The Environmental Protection Agency (EPA) has proposed ending its Greenhouse Gas Reporting Program, which requires large industrial polluters, including many oil and gas companies, to report their annual greenhouse gas emissions. The agency says this move could save the industry up to $256 million a year, but many in the energy sector warn the change could cause more harm than good.
For over a decade, the reporting program has tracked emissions from roughly 8,000 facilities nationwide, with about 2,300 in the oil and gas sector alone. In 2023, these operators reported 322 million metric tons of carbon dioxide equivalent emissions, the same as the pollution from 75 million cars driven for a year. The EPA claims the program hasn’t made a meaningful impact on improving health or the environment. They argue stopping it could allow companies to spend money on more effective environmental efforts.
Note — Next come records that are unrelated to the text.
// SPDX-License-Identifier: BUSL-1.1
// Copyright (c) 2026 Alfred Jean LLC

//! Lexical scanner behind [`super::TextIndexAdapter`]: a regex pass over
//! C# source text that finds method declarations and call-expression sites.
//! This has no type system and no parse tree — it is a fixture analyzer,
//! not a compiler front end.

use std::path::{Path, PathBuf};
use std::sync::OnceLock;

use regex::Regex;

static CLASS_RE: OnceLock<Regex> = OnceLock::new();
static METHOD_RE: OnceLock<Regex> = OnceLock::new();
static CALL_RE: OnceLock<Regex> = OnceLock::new();

fn class_re() -> &'static Regex {
    CLASS_RE.get_or_init(|| {
        Regex::new(r"\b(?:class|interface|struct)\s+(?P<name>[A-Za-z_]\w*)").unwrap()
    })
}

fn method_re() -> &'static Regex {
    METHOD_RE.get_or_init(|| {
        Regex::new(
            r"(?x)
            ^\s*
            (?:(?P<access>public|private|protected|internal)\s+)?
            (?:(?:static|virtual|override|abstract|sealed|async|readonly)\s+)*
            (?P<ret>[\w<>\[\],\.\?]+)\s+
            (?P<name>[A-Za-z_]\w*)
            \s*\(([^)]*)\)\s*
            (?:\{|=>|$)
            ",
        )
        .unwrap()
    })
}

fn call_re() -> &'static Regex {
    CALL_RE.get_or_init(|| Regex::new(r"(?P<name>[A-Za-z_]\w*)\s*\(").unwrap())
}

/// Control-flow keywords that look like calls (`if (`, `for (`, ...) but
/// never name a method.
const KEYWORDS: &[&str] = &[
    "if", "for", "foreach", "while", "switch", "catch", "using", "lock", "return", "new", "sizeof",
    "typeof", "nameof", "default",
];

#[derive(Debug, Clone, PartialEq, Eq)]
pub struct MethodDecl {
    pub file: PathBuf,
    pub line: u32,
    /// 1-based column of the method name within its declaration line.
    pub column: u32,
    pub name: String,
    pub return_type: String,
    pub containing_type: Option<String>,
    pub accessibility: Option<String>,
}

#[derive(Debug, Clone, PartialEq, Eq)]
pub struct CallSite {
    pub file: PathBuf,
    pub line: u32,
    pub column: u32,
    pub callee_name: String,
    /// Index into the owning [`super::TextIndexState::methods`] for the
    /// method this call textually appears inside, if any.
    pub caller_method: Option<usize>,
}

pub struct ScanResult {
    pub methods: Vec<MethodDecl>,
    pub calls: Vec<CallSite>,
}

/// Scan one file's source text for method declarations and call sites.
///
/// `caller_method_base` is the index `methods[0]` will occupy in the
/// caller's combined `Vec` — callers of this function own stitching
/// per-file results into one flat index space.
pub fn scan_file(path: &Path, text: &str, caller_method_base: usize) -> ScanResult {
    let mut methods = Vec::new();
    let mut calls = Vec::new();
    let mut current_class: Option<String> = None;
    let mut current_method: Option<usize> = None;

    for (line_idx, line) in text.lines().enumerate() {
        let line_no = (line_idx + 1) as u32;

        if let Some(caps) = class_re().captures(line) {
            current_class = Some(caps["name"].to_string());
        }

        if let Some(caps) = method_re().captures(line) {
            let name_match = caps.name("name").unwrap();
            let decl = MethodDecl {
                file: path.to_path_buf(),
                line: line_no,
                column: (name_match.start() + 1) as u32,
                name: name_match.as_str().to_string(),
                return_type: caps["ret"].to_string(),
                containing_type: current_class.clone(),
                accessibility: caps.name("access").map(|m| m.as_str().to_string()),
            };
            methods.push(decl);
            current_method = Some(caller_method_base + methods.len() - 1);
            continue;
        }

        for caps in call_re().captures_iter(line) {
            let name_match = caps.name("name").unwrap();
            let name = name_match.as_str();
            if KEYWORDS.contains(&name) {
                continue;
            }
            calls.push(CallSite {
                file: path.to_path_buf(),
                line: line_no,
                column: (name_match.start() + 1) as u32,
                callee_name: name.to_string(),
                caller_method: current_method,
            });
        }
    }

    ScanResult { methods, calls }
}

#[cfg(test)]
#[path = "scan_tests.rs"]
mod tests;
But industry groups, including the American Petroleum Institute (API) and energy companies like Chevron and Exxon Mobil, disagree. They say ending the program would create uncertainty for producers and complicate vital efforts to meet climate goals. The API, representing almost 600 members, argues that stopping the reporting could jeopardize companies’ ability to claim important tax credits designed to encourage carbon capture projects, which store CO2 underground to prevent it from warming the planet.
These tax credits, such as the 45Q credit for carbon capture and the 45V credit for clean hydrogen made from natural gas with carbon capture, rely on emissions data collected through the program. Without this data, companies might lose access to billions of dollars in investments already made in carbon capture projects. Industry insiders also warn that the proposal could harm U.S. liquefied natural gas (LNG) exports, especially to markets like Europe and Japan, where buyers increasingly demand proof of low-emission energy sources.
States could step in to collect emissions data if the federal program ends, but this could add costs and complications for companies operating in multiple states. The EPA is accepting public comments on the proposal until November 3, but the Treasury Department has so far declined to comment on how the change could affect tax credits.
Critics, including experts from the Carbon Capture Coalition and companies like Elysian Carbon Management, say the economic benefits of maintaining the reporting program far outweigh the costs of reporting. They see it as critical for helping the country reduce emissions and support cleaner energy technologies.
As the EPA weighs its decision, many in the oil and gas industry and beyond are watching closely. The program has been a key part of how the U.S. tracks and manages industrial emissions for years. Shutting it down could have wide-reaching effects on environmental efforts, business operations, and international energy trade.